**About this task:** Please say how many lines of the listing hold "None", with no other words in the answer.
*-*-*
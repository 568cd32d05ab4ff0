use clap::{Parser, Subcommand};

#[derive(Parser)]
#[command(name = "credtool")]
#[command(about = "Credential maintenance for the PlanHive backend", long_about = None)]
pub struct Cli {
    #[command(subcommand)]
    pub command: Commands,
}

#[derive(Subcommand)]
pub enum Commands {
    /// Hash a plaintext password into its stored form
    Hash {
        password: String,
    },

    /// Check a plaintext password against a stored secret
    Verify {
        password: String,
        stored_secret: String,
    },

    /// Apply database migrations
    Migrate,

    /// Rewrite legacy plaintext credentials in salted form
    RehashLegacy,
}
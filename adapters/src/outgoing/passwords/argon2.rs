//! Salted credential hashing over Argon2id.
//!
//! Stored form is `"<hex derived-key>.<hex salt>"`; the salt travels inside
//! the credential column, there is no separate salt field. All primitives
//! come from audited RustCrypto crates; nothing here rolls its own crypto.

use argon2::{Algorithm, Argon2, Params, Version};
use password_hash::Output;
use password_hash::rand_core::{OsRng, RngCore};

use domain::credential::{DERIVED_KEY_LEN, SALT_LEN, StoredSecret, encode_secret};
use planhive_application::error::{AppError, AppResult};
use planhive_application::infrastructure_config::Argon2Config;
use planhive_application::ports::outgoing::password_hasher::PasswordHasherPort;

pub struct Argon2PasswordHasher {
    argon2: Argon2<'static>,
    output_length: usize,
}

impl Argon2PasswordHasher {
    pub fn from_config(config: &Argon2Config) -> AppResult<Self> {
        let output_length = config.output_length.unwrap_or(DERIVED_KEY_LEN);

        let params = Params::new(
            config.memory_cost,
            config.time_cost,
            config.parallelism,
            Some(output_length),
        )
        .map_err(|e| AppError::ConfigError {
            message: format!("Invalid Argon2 parameters: {e}"),
        })?;

        let argon2 = Argon2::new(Algorithm::Argon2id, Version::V0x13, params);

        Ok(Self {
            argon2,
            output_length,
        })
    }

    fn derive(&self, password: &str, salt_hex: &str) -> Result<Vec<u8>, argon2::Error> {
        let mut derived = vec![0u8; self.output_length];
        self.argon2
            .hash_password_into(password.as_bytes(), salt_hex.as_bytes(), &mut derived)?;
        Ok(derived)
    }
}

impl PasswordHasherPort for Argon2PasswordHasher {
    /// Fresh 16-byte salt per call, so hashing the same plaintext twice
    /// yields two different stored secrets. An unavailable random source or
    /// a failed derivation is an error; there is no weaker fallback.
    fn hash(&self, password: &str) -> AppResult<String> {
        let mut salt = [0u8; SALT_LEN];
        OsRng
            .try_fill_bytes(&mut salt)
            .map_err(|e| AppError::HashingError {
                message: format!("system random source unavailable: {e}"),
            })?;
        let salt_hex = hex::encode(salt);

        let derived = self
            .derive(password, &salt_hex)
            .map_err(|e| AppError::HashingError {
                message: format!("key derivation failed: {e}"),
            })?;

        Ok(encode_secret(&derived, &salt))
    }

    /// Pure predicate; never errors. Wrong password and corrupt record are
    /// indistinguishable in the result, and the salted comparison runs in
    /// constant time (`password_hash::Output` equality).
    fn verify(&self, password: &str, stored_secret: &str) -> AppResult<bool> {
        match StoredSecret::parse(stored_secret) {
            StoredSecret::Legacy(value) => Ok(value == password),
            StoredSecret::Salted(parts) => {
                let Ok(stored_key) = parts.key_bytes() else {
                    return Ok(false);
                };
                // Re-derivation uses the same parameters as `hash`; a stored
                // key of any other width can never compare equal.
                if stored_key.len() != self.output_length {
                    return Ok(false);
                }
                let Ok(derived) = self.derive(password, parts.salt_hex()) else {
                    return Ok(false);
                };

                let Ok(stored_output) = Output::new(&stored_key) else {
                    return Ok(false);
                };
                let Ok(derived_output) = Output::new(&derived) else {
                    return Ok(false);
                };
                Ok(stored_output == derived_output)
            }
        }
    }
}

#[cfg(test)]
#[allow(clippy::unwrap_used, clippy::indexing_slicing)]
mod tests {
    use super::{Argon2Config, Argon2PasswordHasher, PasswordHasherPort};
    use domain::credential::SEPARATOR;

    // Cheap cost profile; the format and the contract do not depend on it.
    fn test_hasher() -> Argon2PasswordHasher {
        Argon2PasswordHasher::from_config(&Argon2Config {
            memory_cost: 16,
            time_cost: 1,
            parallelism: 1,
            output_length: None,
        })
        .unwrap()
    }

    #[test]
    fn hash_then_verify_round_trip() {
        let hasher = test_hasher();
        let stored = hasher.hash("P@ssw0rd!").unwrap();
        assert!(hasher.verify("P@ssw0rd!", &stored).unwrap());
    }

    #[test]
    fn near_miss_candidate_is_rejected() {
        let hasher = test_hasher();
        let stored = hasher.hash("P@ssw0rd!").unwrap();
        assert!(!hasher.verify("P@ssw0rd", &stored).unwrap());
        assert!(!hasher.verify("", &stored).unwrap());
    }

    #[test]
    fn repeated_hashing_salts_differently() {
        let hasher = test_hasher();
        let first = hasher.hash("correct horse").unwrap();
        let second = hasher.hash("correct horse").unwrap();

        assert_ne!(first, second);
        assert!(hasher.verify("correct horse", &first).unwrap());
        assert!(hasher.verify("correct horse", &second).unwrap());
    }

    #[test]
    fn stored_secret_has_expected_shape() {
        let hasher = test_hasher();
        let stored = hasher.hash("P@ssw0rd!").unwrap();

        assert_eq!(stored.chars().filter(|c| *c == SEPARATOR).count(), 1);
        let (key_hex, salt_hex) = stored.split_once(SEPARATOR).unwrap();
        assert_eq!(key_hex.len(), 128);
        assert_eq!(salt_hex.len(), 32);
        assert!(key_hex.chars().all(|c| c.is_ascii_hexdigit()));
        assert!(salt_hex.chars().all(|c| c.is_ascii_hexdigit()));
    }

    #[test]
    fn verify_swallows_garbage_stored_values() {
        let hasher = test_hasher();
        for stored in [
            "",
            "garbage",
            "a.b.c",
            "..",
            "deadbeef.",
            ".deadbeef",
            "zz!!.c0ffee",
            "abc.c0ffee",
            "deadbeef.c0ffee",
        ] {
            assert!(
                !hasher.verify("password", stored).unwrap(),
                "stored = {stored:?}"
            );
        }
    }

    #[test]
    fn legacy_plaintext_record_compares_directly() {
        let hasher = test_hasher();
        assert!(hasher.verify("secret123", "secret123").unwrap());
        assert!(!hasher.verify("wrong", "secret123").unwrap());
    }

    #[test]
    fn corrupted_key_hex_is_a_mismatch() {
        let hasher = test_hasher();
        let stored = hasher.hash("P@ssw0rd!").unwrap();
        let corrupted = format!("zz{}", stored.get(2..).unwrap());
        assert!(!hasher.verify("P@ssw0rd!", &corrupted).unwrap());
    }

    #[test]
    fn custom_output_length_changes_key_width() {
        let hasher = Argon2PasswordHasher::from_config(&Argon2Config {
            memory_cost: 16,
            time_cost: 1,
            parallelism: 1,
            output_length: Some(32),
        })
        .unwrap();

        let stored = hasher.hash("P@ssw0rd!").unwrap();
        let (key_hex, _) = stored.split_once(SEPARATOR).unwrap();
        assert_eq!(key_hex.len(), 64);
        assert!(hasher.verify("P@ssw0rd!", &stored).unwrap());
    }

    #[test]
    fn hashes_from_a_wider_profile_never_match_a_narrower_one() {
        let wide = test_hasher();
        let narrow = Argon2PasswordHasher::from_config(&Argon2Config {
            memory_cost: 16,
            time_cost: 1,
            parallelism: 1,
            output_length: Some(32),
        })
        .unwrap();

        let stored = wide.hash("P@ssw0rd!").unwrap();
        assert!(!narrow.verify("P@ssw0rd!", &stored).unwrap());
    }

    #[test]
    fn rejects_unusable_cost_parameters() {
        let result = Argon2PasswordHasher::from_config(&Argon2Config {
            memory_cost: 1,
            time_cost: 0,
            parallelism: 0,
            output_length: Some(64),
        });
        assert!(result.is_err());
    }
}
*-*-*
**Reply:** 2